La première partie du film où résonnent des échos de tragédie grecque amène peu à peu le spectateur à la révélation du drame passé. L'interprétation de Candela Peña et Javier Cámara, extraordinaires de justesse et de sincérité, exprime à la fois la distance et l'intimité révolue du couple. Des phrases qui restent en suspens, un dialogue tout en retenue, la douleur des personnages ne surgit qu'à travers quelques répliques assassines. Une rupture, la sortie de Javier Cámara du champ, semble indiquer que plus aucune communication n'est possible. On croirait presque que le film va s'arrêter sans que le propos n'ait vraiment avancé. Mais le retour de Javier Cámara à l'écran met fin à la censure que chacun semblait s'imposer. Dans cette seconde partie, plus de retenue, le couple exprime ce qu'il a au fond du cœur sans agressivité, va vers l'autre, les corps se touchent enfin. L'intimité et la complicité passées rejaillissent et le spectateur assiste à des retrouvailles interprétées avec une finesse et une sincérité magnifiques. Finalement reste entre cet homme et cette femme une grande tendresse pour l'autre et pour le couple qu'ils ont été. L'opposition s'est faite complémentarité, équilibre.

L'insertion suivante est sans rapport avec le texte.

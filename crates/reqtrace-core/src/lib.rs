//! Per-request trace context propagation.
//!
//! This crate provides the mechanism that correlates every log line and the
//! final response produced while handling one inbound request, including work
//! that continues on other workers, through a single identifier created once
//! per request.
//!
//! # Components
//!
//! - [`store`]: a per-carrier key/value context store with snapshot/restore
//!   semantics. Async work is keyed by tokio task, synchronous pool work by
//!   thread.
//! - [`id`]: trace identifier generation (random UUID v4).
//! - [`propagate`]: decorators that make spawned work inherit the submitting
//!   carrier's context and clean up after themselves.
//! - [`bridge`]: read access for logging backends, under the well-known
//!   [`TRACE_ID_KEY`] context key.
//!
//! # Usage
//!
//! 1. A request boundary (HTTP middleware or equivalent) seeds a context
//!    scope with a fresh trace id via [`store::scope`].
//! 2. Any work handed to the runtime is wrapped with [`propagate`] (futures)
//!    or [`propagate_blocking`] (closures) before submission.
//! 3. The logging backend consults [`current_trace_id`] at emission time.

pub mod bridge;
pub mod id;
pub mod propagate;
pub mod store;

pub use bridge::{current_trace_id, TRACE_ID_KEY};
pub use id::new_trace_id;
pub use propagate::{propagate, propagate_blocking};
pub use store::ContextGuard;
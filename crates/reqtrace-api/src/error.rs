//! Error types for the API crate.

use axum::http::StatusCode;
use axum::response::{IntoResponse, Response};
use axum::Json;
use thiserror::Error;

use crate::response::{ApiResponse, ErrorInfo};

/// Errors surfaced by the HTTP handlers.
///
/// Converted into the standard response envelope, so even failures carry the
/// trace correlation field.
#[derive(Error, Debug)]
pub enum ApiError {
    /// Invalid request payload or arguments
    #[error("Invalid input: {0}")]
    InvalidInput(String),

    /// Internal error
    #[error("Internal error: {0}")]
    Internal(String),
}

impl ApiError {
    pub fn invalid_input(msg: impl Into<String>) -> Self {
        ApiError::InvalidInput(msg.into())
    }

    pub fn internal(msg: impl Into<String>) -> Self {
        ApiError::Internal(msg.into())
    }

    fn status(&self) -> StatusCode {
        match self {
            ApiError::InvalidInput(_) => StatusCode::BAD_REQUEST,
            ApiError::Internal(_) => StatusCode::INTERNAL_SERVER_ERROR,
        }
    }

    fn code(&self) -> &'static str {
        match self {
            ApiError::InvalidInput(_) => "INVALID_INPUT",
            ApiError::Internal(_) => "INTERNAL_ERROR",
        }
    }
}

impl IntoResponse for ApiError {
    fn into_response(self) -> Response {
        let envelope = ApiResponse::<()>::error(ErrorInfo::new(self.code(), self.to_string()));
        (self.status(), Json(envelope)).into_response()
    }
}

Ayer no termina nunca est aussi un film duel par le choix de la photo. Les teintes sont majoritairement gris-bleu, froides quand il s'agit du présent, et prennent des tonalités ocres dans les rares flashes-back. Ces derniers ont d'ailleurs plus une fonction sensitive que narrative. Ils sont des irruptions soudaines de la sensualité et de l'amour passés. Enfin, les non-dits, les pensées retenues de la première partie s'expriment en un superbe noir et blanc, comme des portraits animés de Candela Peña et Javier Cámara.

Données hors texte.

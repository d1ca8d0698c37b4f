//! Tracing setup with trace-id stamping.
//!
//! [`TraceIdFormat`] wraps a `tracing-subscriber` event formatter and
//! consults the context store at emission time, so every log line written
//! while a request (or propagated unit of work) is executing carries that
//! request's identifier without the call site mentioning it. Records emitted
//! outside any context are written without a prefix.

use tracing::{Event, Subscriber};
use tracing_subscriber::fmt::format::{Format, Full, Writer};
use tracing_subscriber::fmt::{FmtContext, FormatEvent, FormatFields};
use tracing_subscriber::registry::LookupSpan;
use tracing_subscriber::EnvFilter;

use reqtrace_core::current_trace_id;

/// Event formatter that prefixes each record with the current trace id.
pub struct TraceIdFormat<E = Format<Full>> {
    inner: E,
}

impl Default for TraceIdFormat {
    fn default() -> Self {
        Self {
            inner: Format::default(),
        }
    }
}

impl<E> TraceIdFormat<E> {
    /// Wrap an arbitrary inner formatter.
    pub fn wrapping(inner: E) -> Self {
        Self { inner }
    }
}

impl<S, N, E> FormatEvent<S, N> for TraceIdFormat<E>
where
    S: Subscriber + for<'a> LookupSpan<'a>,
    N: for<'a> FormatFields<'a> + 'static,
    E: FormatEvent<S, N>,
{
    fn format_event(
        &self,
        ctx: &FmtContext<'_, S, N>,
        mut writer: Writer<'_>,
        event: &Event<'_>,
    ) -> std::fmt::Result {
        // Emission-time lookup: reflects the store at the moment the record
        // is written, not when the log macro was invoked.
        if let Some(trace_id) = current_trace_id() {
            write!(writer, "[{}] ", trace_id)?;
        }
        self.inner.format_event(ctx, writer, event)
    }
}

/// Initialize the global subscriber for the server binary.
///
/// Respects `RUST_LOG`, defaulting to `info`.
pub fn init() {
    tracing_subscriber::fmt()
        .event_format(TraceIdFormat::default())
        .with_env_filter(
            EnvFilter::from_default_env().add_directive(tracing::Level::INFO.into()),
        )
        .init();
}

L'aspect duel de Ayer no termina nunca apparaît également dans la juxtaposition d'une tragédie personnelle et d'une tragédie nationale, celle de la crise économique dont sont victimes les personnages. Le décor est en ce sens révélateur. Le bâtiment qui abrite le couple est inachevé et participe de la grisaille ambiante. Il y a des gouttières et des gravats tout comme dans nombre de bâtiments en Espagne, commencés et laissés en plan, frappés de plein fouet par l'éclatement de la bulle immobilière. Allusion à ces projets faramineux qui n'ont jamais vu le jour mais qui ont, malgré tout, provoqué expulsions et destructions, le décor sert le film ainsi que l'interprétation. Face à ce désastre, deux voix incarnées par les personnages se dessinent: rester en dépit des difficultés ou faire le choix de l'exil.
Isabel Coixet filme sans jugement les différentes tentatives de ses personnages pour affronter la douleur, s'en extraire, panser –penser– ses plaies, refaire surface, renaître à la vie. La dernière scène, à première vue superflue, complète pourtant parfaitement le portrait de chacun et apporte l'équilibre entre les deux personnages. On assiste là à une nouvelle acceptation de l'autre, basée sur la connaissance du passé et sur un immense respect. Une fin d'une grande sensibilité et d'une grande pudeur qui ne peuvent laisser indifférent. Les personnages sont apaisés, les spectateurs bouleversés.